→ **Prompt**: All lines before the one containing "any provider-specific fields).", plus that line itself, are to be printed exactly as they appear below.

→ **Supplied records**:
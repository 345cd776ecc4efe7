//! The resolved embed and the data it carries.

use std::fmt;

use serde::{Deserialize, Serialize};
use serde_json::{Map, Value};

use crate::render::{self, Dimension, Element, RenderOptions, WidthSource};

/// How an embed was resolved.
#[derive(Debug, Clone, Copy, PartialEq, Eq, Hash, Serialize, Deserialize)]
#[serde(rename_all = "lowercase")]
pub enum EmbedKind {
    /// Fetched from a provider's oEmbed endpoint.
    OEmbed,
    /// Derived locally from a URL pattern and an HTML template.
    Regex,
}

impl fmt::Display for EmbedKind {
    fn fmt(&self, f: &mut fmt::Formatter<'_>) -> fmt::Result {
        match self {
            EmbedKind::OEmbed => write!(f, "oembed"),
            EmbedKind::Regex => write!(f, "regex"),
        }
    }
}

/// Key/value data describing an embed (`type`, `title`, `width`, `html`,
/// and any provider-specific fields).
#[derive(Debug, Clone, Default, PartialEq, Serialize, Deserialize)]
#[serde(transparent)]
pub struct EmbedData(Map<String, Value>);

impl EmbedData {
    pub fn new(map: Map<String, Value>) -> Self {
        Self(map)
    }

    pub fn get(&self, key: &str) -> Option<&Value> {
        self.0.get(key)
    }

    pub fn contains_key(&self, key: &str) -> bool {
        self.0.contains_key(key)
    }

    /// String value for `key`.
    pub fn str(&self, key: &str) -> Option<&str> {
        self.get(key).and_then(Value::as_str)
    }

    /// Numeric value for `key`, accepting numbers and numeric strings.
    pub fn number(&self, key: &str) -> Option<f64> {
        match self.get(key)? {
            Value::Number(n) => n.as_f64(),
            Value::String(s) => s.trim().parse().ok(),
            _ => None,
        }
    }

    pub fn title(&self) -> Option<&str> {
        self.str("title")
    }

    pub fn media_type(&self) -> Option<&str> {
        self.str("type")
    }

    pub fn html(&self) -> Option<&str> {
        self.str("html")
    }

    pub fn width(&self) -> Option<f64> {
        self.number("width")
    }

    pub fn height(&self) -> Option<f64> {
        self.number("height")
    }

    pub fn len(&self) -> usize {
        self.0.len()
    }

    pub fn is_empty(&self) -> bool {
        self.0.is_empty()
    }

    pub fn iter(&self) -> impl Iterator<Item = (&String, &Value)> {
        self.0.iter()
    }

    pub fn as_map(&self) -> &Map<String, Value> {
        &self.0
    }
}

impl From<Map<String, Value>> for EmbedData {
    fn from(map: Map<String, Value>) -> Self {
        Self(map)
    }
}

/// Thumbnail advertised by an oEmbed response.
#[derive(Debug, Clone, PartialEq, Serialize)]
pub struct Thumbnail {
    pub url: String,
    pub width: Option<f64>,
    pub height: Option<f64>,
}

/// Provider settings an embed needs at render time.
#[derive(Debug, Clone, Default, PartialEq, Eq)]
pub(crate) struct RenderProfile {
    pub provider: String,
    pub script: Option<String>,
    pub attributes: Vec<(String, String)>,
    pub amp_tag: Option<String>,
}

/// A resolved, renderable embed.
///
/// Built only by [`Resolver`](crate::Resolver). Everything is fixed at
/// construction; the render methods are pure.
#[derive(Debug, Clone)]
pub struct Embed {
    url: String,
    kind: EmbedKind,
    media_type: String,
    data: EmbedData,
    options: RenderOptions,
    amp: bool,
    profile: RenderProfile,
}

impl Embed {
    pub(crate) fn new(
        url: &str,
        kind: EmbedKind,
        data: EmbedData,
        options: RenderOptions,
        amp: bool,
        profile: RenderProfile,
    ) -> Self {
        let media_type = data.media_type().unwrap_or("rich").to_string();
        Self {
            url: url.to_string(),
            kind,
            media_type,
            data,
            options,
            amp,
            profile,
        }
    }

    /// The data as returned by the provider (or derived from the template).
    pub fn data(&self) -> &EmbedData {
        &self.data
    }

    pub fn kind(&self) -> EmbedKind {
        self.kind
    }

    /// Media type label: `video`, `photo`, `rich` or `link`.
    pub fn media_type(&self) -> &str {
        &self.media_type
    }

    /// The URL that was resolved, verbatim.
    pub fn url(&self) -> &str {
        &self.url
    }

    /// Name of the provider that produced this embed.
    pub fn provider_name(&self) -> &str {
        &self.profile.provider
    }

    /// External script the provider's markup depends on, if any.
    pub fn script(&self) -> Option<&str> {
        self.profile.script.as_deref()
    }

    /// Default render options carried over from the resolver.
    pub fn options(&self) -> RenderOptions {
        self.options
    }

    /// Whether plain [`html`](Self::html) renders the AMP variant by default.
    pub fn amp(&self) -> bool {
        self.amp
    }

    /// Render the embed markup.
    ///
    /// An explicit `options.width` rescales the height without rounding; a
    /// default width from the resolver rescales it rounded to whole pixels.
    /// When AMP is enabled (per call, else on the embed) this is the same
    /// as [`amp_html`](Self::amp_html).
    pub fn html(&self, options: Option<RenderOptions>) -> String {
        let amp = options
            .and_then(|o| o.amp)
            .or(self.options.amp)
            .unwrap_or(self.amp);
        self.render(options, amp)
    }

    /// Render the AMP variant, falling back to plain markup when the
    /// provider has none.
    pub fn amp_html(&self, options: Option<RenderOptions>) -> String {
        self.render(options, true)
    }

    /// `src` of the rendered root element, or of its first `<source>`.
    pub fn src(&self) -> Option<String> {
        Element::parse(&self.base_html()).and_then(|el| el.src())
    }

    pub fn thumbnail(&self) -> Option<Thumbnail> {
        Some(Thumbnail {
            url: self.data.str("thumbnail_url")?.to_string(),
            width: self.data.number("thumbnail_width"),
            height: self.data.number("thumbnail_height"),
        })
    }

    fn render(&self, options: Option<RenderOptions>, amp: bool) -> String {
        match self.kind {
            EmbedKind::Regex => {
                let html = self.data.html().unwrap_or_default();
                if amp {
                    self.data.str("amp_html").unwrap_or(html).to_string()
                } else {
                    html.to_string()
                }
            }
            EmbedKind::OEmbed => {
                let amp_tag = if amp { self.profile.amp_tag.as_deref() } else { None };
                render::rewrite(
                    &self.base_html(),
                    &self.profile.attributes,
                    self.resize(options),
                    amp_tag,
                )
            }
        }
    }

    fn resize(&self, options: Option<RenderOptions>) -> Option<(Option<u32>, Dimension)> {
        let target = match (options.and_then(|o| o.width), self.options.width) {
            (Some(w), _) => WidthSource::Explicit(w),
            (None, Some(w)) => WidthSource::Default(w),
            (None, None) => return None,
        };
        let width = match target {
            WidthSource::Explicit(w) | WidthSource::Default(w) => w,
        };
        let height = render::scale_height(self.data.width()?, self.data.height()?, target)?;
        Some((Some(width), height))
    }

    /// Provider markup, or markup synthesized for photo and link responses
    /// that carry none.
    fn base_html(&self) -> String {
        if let Some(html) = self.data.html() {
            return html.to_string();
        }

        match (self.media_type.as_str(), self.data.str("url")) {
            ("photo", Some(src)) => {
                let mut img = Element::new("img").with_attr("src", src);
                if let Some(w) = self.data.get("width").and_then(display_number) {
                    img.set("width", w);
                }
                if let Some(h) = self.data.get("height").and_then(display_number) {
                    img.set("height", h);
                }
                img.with_attr("alt", self.data.title().unwrap_or_default())
                    .to_string()
            }
            (_, Some(href)) => Element::new("a")
                .with_attr("href", href)
                .with_inner(htmlescape::encode_minimal(self.data.title().unwrap_or(href)))
                .to_string(),
            _ => String::new(),
        }
    }
}

fn display_number(value: &Value) -> Option<String> {
    match value {
        Value::Number(n) => Some(n.to_string()),
        Value::String(s) if !s.is_empty() => Some(s.clone()),
        _ => None,
    }
}
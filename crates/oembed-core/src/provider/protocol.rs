//! oEmbed protocol strategy: build the endpoint URL, fetch it, parse the
//! JSON or XML response.

use quick_xml::events::Event;
use quick_xml::Reader;
use serde::{Deserialize, Serialize};
use serde_json::{Map, Number, Value};
use url::Url;

use crate::embed::EmbedData;
use crate::error::{Error, Result};
use crate::fetch::Fetch;

/// Fields whose values are numbers in the JSON flavour of the protocol.
const NUMERIC_FIELDS: &[&str] = &[
    "width",
    "height",
    "thumbnail_width",
    "thumbnail_height",
    "cache_age",
];

/// Response format requested from the provider.
#[derive(Debug, Clone, Copy, Default, PartialEq, Eq, Serialize, Deserialize)]
#[serde(rename_all = "lowercase")]
pub enum ResponseFormat {
    #[default]
    Json,
    Xml,
}

impl ResponseFormat {
    pub fn as_str(&self) -> &'static str {
        match self {
            ResponseFormat::Json => "json",
            ResponseFormat::Xml => "xml",
        }
    }
}

/// Size hints forwarded to providers as `maxwidth` / `maxheight`.
#[derive(Debug, Clone, Copy, Default, PartialEq, Eq, Serialize, Deserialize)]
pub struct FetchOptions {
    #[serde(default)]
    pub max_width: Option<u32>,
    #[serde(default)]
    pub max_height: Option<u32>,
}

/// Resolves URLs through a provider's oEmbed endpoint.
#[derive(Debug, Clone)]
pub struct ProtocolStrategy {
    provider: String,
    endpoint: String,
    format: ResponseFormat,
}

impl ProtocolStrategy {
    /// Validate the endpoint template and build the strategy.
    pub fn new(provider: &str, endpoint: &str, format: ResponseFormat) -> Result<Self> {
        let probe = endpoint
            .replace("{url}", "x")
            .replace("{format}", format.as_str());
        Url::parse(&probe).map_err(|source| Error::Endpoint {
            provider: provider.to_string(),
            source,
        })?;

        Ok(Self {
            provider: provider.to_string(),
            endpoint: endpoint.to_string(),
            format,
        })
    }

    pub fn endpoint(&self) -> &str {
        &self.endpoint
    }

    pub fn format(&self) -> ResponseFormat {
        self.format
    }

    /// Build the request URL for `url`.
    ///
    /// `{url}` and `{format}` placeholders are substituted; missing `url`
    /// and `format` query parameters are appended, followed by the size
    /// hints.
    pub fn request_url(&self, url: &str, options: &FetchOptions) -> Result<String> {
        let has_url = self.endpoint.contains("{url}");
        let has_format = self.endpoint.contains("{format}");
        let substituted = self
            .endpoint
            .replace("{url}", &encode_component(url))
            .replace("{format}", self.format.as_str());

        let mut request = Url::parse(&substituted).map_err(|source| Error::Endpoint {
            provider: self.provider.clone(),
            source,
        })?;

        let has_format_param = request.query_pairs().any(|(k, _)| k == "format");
        {
            let mut query = request.query_pairs_mut();
            if !has_url {
                query.append_pair("url", url);
            }
            if !has_format && !has_format_param {
                query.append_pair("format", self.format.as_str());
            }
            if let Some(w) = options.max_width {
                query.append_pair("maxwidth", &w.to_string());
            }
            if let Some(h) = options.max_height {
                query.append_pair("maxheight", &h.to_string());
            }
        }

        Ok(request.into())
    }

    /// Fetch and parse embed data for `url`. One request, no retries.
    pub fn resolve(&self, url: &str, fetcher: &dyn Fetch, options: &FetchOptions) -> Result<EmbedData> {
        let request = self.request_url(url, options)?;
        tracing::debug!(provider = %self.provider, %request, "Requesting oEmbed endpoint");

        let response = fetcher.request(&request).map_err(|source| Error::Fetch {
            url: request.clone(),
            source,
        })?;
        if !response.is_success() {
            return Err(Error::Status {
                provider: self.provider.clone(),
                status: response.status,
            });
        }

        self.parse(&response.body)
    }

    /// Parse a response body into embed data.
    pub fn parse(&self, body: &str) -> Result<EmbedData> {
        let mut map = match self.format {
            ResponseFormat::Json => parse_json(body).map_err(|m| Error::parse(&self.provider, m))?,
            ResponseFormat::Xml => parse_xml(body).map_err(|m| Error::parse(&self.provider, m))?,
        };

        match map.get("type") {
            Some(Value::String(t)) if !t.is_empty() => {}
            _ => return Err(Error::parse(&self.provider, "response has no type")),
        }
        if !map.contains_key("provider_name") {
            map.insert("provider_name".into(), Value::String(self.provider.clone()));
        }

        Ok(EmbedData::new(map))
    }
}

fn parse_json(body: &str) -> std::result::Result<Map<String, Value>, String> {
    match serde_json::from_str::<Value>(body) {
        Ok(Value::Object(map)) => Ok(map),
        Ok(_) => Err("response is not a JSON object".to_string()),
        Err(e) => Err(e.to_string()),
    }
}

/// Parse the flat `<oembed>` document. Text and CDATA content is kept,
/// entities are decoded, numeric fields become numbers. Elements nested
/// below a field are ignored.
fn parse_xml(body: &str) -> std::result::Result<Map<String, Value>, String> {
    let mut reader = Reader::from_str(body);
    reader.config_mut().trim_text(true);

    let mut map = Map::new();
    let mut seen_root = false;
    let mut depth = 0usize;
    let mut field: Option<(String, String)> = None;

    loop {
        match reader.read_event().map_err(|e| format!("malformed XML: {}", e))? {
            Event::Start(e) => {
                depth += 1;
                let name = String::from_utf8_lossy(e.local_name().as_ref()).into_owned();
                match depth {
                    1 if name == "oembed" => seen_root = true,
                    1 => return Err(format!("unexpected root element <{}>", name)),
                    2 => field = Some((name, String::new())),
                    _ => {}
                }
            }
            Event::Empty(e) if depth == 1 => {
                let name = String::from_utf8_lossy(e.local_name().as_ref()).into_owned();
                map.insert(name, Value::String(String::new()));
            }
            Event::Text(e) if depth == 2 => {
                let raw = std::str::from_utf8(&e).map_err(|e| e.to_string())?;
                let text = htmlescape::decode_html(raw).map_err(|e| format!("bad entity: {:?}", e))?;
                if let Some((_, value)) = field.as_mut() {
                    value.push_str(&text);
                }
            }
            Event::CData(e) if depth == 2 => {
                let raw = std::str::from_utf8(&e).map_err(|e| e.to_string())?;
                if let Some((_, value)) = field.as_mut() {
                    value.push_str(raw);
                }
            }
            Event::End(_) => {
                if depth == 2 {
                    if let Some((name, text)) = field.take() {
                        let value = field_value(&name, text);
                        map.insert(name, value);
                    }
                }
                depth = depth.saturating_sub(1);
                if depth == 0 && seen_root {
                    break;
                }
            }
            Event::Eof if depth > 0 => return Err("unterminated <oembed> element".to_string()),
            Event::Eof => break,
            _ => {}
        }
    }

    if !seen_root {
        return Err("response has no <oembed> element".to_string());
    }
    if map.is_empty() {
        return Err("empty <oembed> element".to_string());
    }
    Ok(map)
}

fn field_value(name: &str, text: String) -> Value {
    if NUMERIC_FIELDS.contains(&name) {
        if let Ok(n) = text.parse::<u64>() {
            return Value::Number(Number::from(n));
        }
    }
    Value::String(text)
}

fn encode_component(value: &str) -> String {
    url::form_urlencoded::byte_serialize(value.as_bytes()).collect()
}

#[cfg(test)]
mod tests {
    use super::*;
    use crate::fetch::{FetchError, FetchResponse};

    fn youtube() -> ProtocolStrategy {
        ProtocolStrategy::new("YouTube", "https://www.youtube.com/oembed", ResponseFormat::Json).unwrap()
    }

    #[test]
    fn appends_url_and_format() {
        let url = youtube()
            .request_url("http://youtu.be/dQw4w9WgXcQ", &FetchOptions::default())
            .unwrap();
        assert_eq!(
            url,
            "https://www.youtube.com/oembed?url=http%3A%2F%2Fyoutu.be%2FdQw4w9WgXcQ&format=json"
        );
    }

    #[test]
    fn substitutes_placeholders() {
        let s = ProtocolStrategy::new(
            "Example",
            "https://example.com/oembed.{format}?url={url}",
            ResponseFormat::Xml,
        )
        .unwrap();
        let url = s
            .request_url(
                "https://example.com/v/1?a=b",
                &FetchOptions {
                    max_width: Some(640),
                    max_height: None,
                },
            )
            .unwrap();
        assert_eq!(
            url,
            "https://example.com/oembed.xml?url=https%3A%2F%2Fexample.com%2Fv%2F1%3Fa%3Db&maxwidth=640"
        );
    }

    #[test]
    fn keeps_existing_format_param() {
        let s = ProtocolStrategy::new("X", "https://x.test/oembed?format=json", ResponseFormat::Json).unwrap();
        let url = s.request_url("https://x.test/1", &FetchOptions::default()).unwrap();
        assert_eq!(url, "https://x.test/oembed?format=json&url=https%3A%2F%2Fx.test%2F1");
    }

    #[test]
    fn rejects_bad_endpoint() {
        let err = ProtocolStrategy::new("Bad", "not a url", ResponseFormat::Json).unwrap_err();
        assert!(matches!(err, Error::Endpoint { .. }));
    }

    #[test]
    fn parse_json_fills_provider_name() {
        let data = youtube()
            .parse(r#"{"type":"video","title":"t","width":560,"height":315,"html":"<iframe></iframe>"}"#)
            .unwrap();
        assert_eq!(data.str("provider_name"), Some("YouTube"));
        assert_eq!(data.title(), Some("t"));
    }

    #[test]
    fn parse_requires_type() {
        let err = youtube().parse(r#"{"title":"t"}"#).unwrap_err();
        assert!(matches!(err, Error::Parse { .. }));
        assert!(youtube().parse("[1,2]").is_err());
        assert!(youtube().parse("<html>").is_err());
    }

    #[test]
    fn parse_xml_document() {
        let s = ProtocolStrategy::new("Flickr", "https://www.flickr.com/services/oembed/", ResponseFormat::Xml)
            .unwrap();
        let body = r#"<?xml version="1.0" encoding="utf-8" standalone="yes"?>
<oembed>
  <version>1.0</version>
  <type>video</type>
  <title>Tom &amp; Jerry</title>
  <width>640</width>
  <height>360</height>
  <html>&lt;iframe src="https://example.com/e/1"&gt;&lt;/iframe&gt;</html>
</oembed>"#;
        let data = s.parse(body).unwrap();
        assert_eq!(data.media_type(), Some("video"));
        assert_eq!(data.title(), Some("Tom & Jerry"));
        assert_eq!(data.get("width"), Some(&Value::from(640u64)));
        assert_eq!(data.html(), Some(r#"<iframe src="https://example.com/e/1"></iframe>"#));
        assert_eq!(data.str("provider_name"), Some("Flickr"));
    }

    fn flickr() -> ProtocolStrategy {
        ProtocolStrategy::new("Flickr", "https://www.flickr.com/services/oembed/", ResponseFormat::Xml)
            .unwrap()
    }

    #[test]
    fn parse_xml_cdata_html() {
        let body = r#"<oembed>
  <type>video</type>
  <width>640</width>
  <html><![CDATA[<iframe src="https://x.test/e/1"></iframe>]]></html>
</oembed>"#;
        let data = flickr().parse(body).unwrap();
        assert_eq!(data.html(), Some(r#"<iframe src="https://x.test/e/1"></iframe>"#));
        assert_eq!(data.width(), Some(640.0));
    }

    #[test]
    fn parse_xml_rejects_malformed_documents() {
        let mismatched = "<oembed><type>video</kind></oembed>";
        assert!(matches!(flickr().parse(mismatched), Err(Error::Parse { .. })));

        let wrong_root = "<response><type>video</type></response>";
        assert!(matches!(flickr().parse(wrong_root), Err(Error::Parse { .. })));

        let unterminated = "<oembed><type>video</type>";
        assert!(matches!(flickr().parse(unterminated), Err(Error::Parse { .. })));
    }

    #[test]
    fn parse_xml_ignores_nested_elements() {
        let body = "<oembed><type>photo</type><extra><inner>1</inner></extra><url>https://x.test/p.jpg</url></oembed>";
        let data = flickr().parse(body).unwrap();
        assert_eq!(data.str("url"), Some("https://x.test/p.jpg"));
        assert_eq!(data.str("extra"), Some(""));
        assert!(!data.contains_key("inner"));
    }

    #[test]
    fn resolve_non_success_status() {
        let fetcher = |_: &str| -> std::result::Result<FetchResponse, FetchError> {
            Ok(FetchResponse::new(404, "Not Found"))
        };
        let err = youtube()
            .resolve("http://youtu.be/x", &fetcher, &FetchOptions::default())
            .unwrap_err();
        assert!(matches!(err, Error::Status { status: 404, .. }));
    }

    #[test]
    fn resolve_transport_failure() {
        let fetcher = |url: &str| -> std::result::Result<FetchResponse, FetchError> {
            Err(FetchError::Timeout { url: url.to_string() })
        };
        let err = youtube()
            .resolve("http://youtu.be/x", &fetcher, &FetchOptions::default())
            .unwrap_err();
        assert!(matches!(err, Error::Fetch { source: FetchError::Timeout { .. }, .. }));
    }
}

→ **Task answer**:
repository 345cd776ecc4efe7
//! The resolved embed and the data it carries.

use std::fmt;

use serde::{Deserialize, Serialize};
use serde_json::{Map, Value};

use crate::render::{self, Dimension, Element, RenderOptions, WidthSource};

/// How an embed was resolved.
#[derive(Debug, Clone, Copy, PartialEq, Eq, Hash, Serialize, Deserialize)]
#[serde(rename_all = "lowercase")]
pub enum EmbedKind {
    /// Fetched from a provider's oEmbed endpoint.
    OEmbed,
    /// Derived locally from a URL pattern and an HTML template.
    Regex,
}

impl fmt::Display for EmbedKind {
    fn fmt(&self, f: &mut fmt::Formatter<'_>) -> fmt::Result {
        match self {
            EmbedKind::OEmbed => write!(f, "oembed"),
            EmbedKind::Regex => write!(f, "regex"),
        }
    }
}

/// Key/value data describing an embed (`type`, `title`, `width`, `html`,
/// and any provider-specific fields).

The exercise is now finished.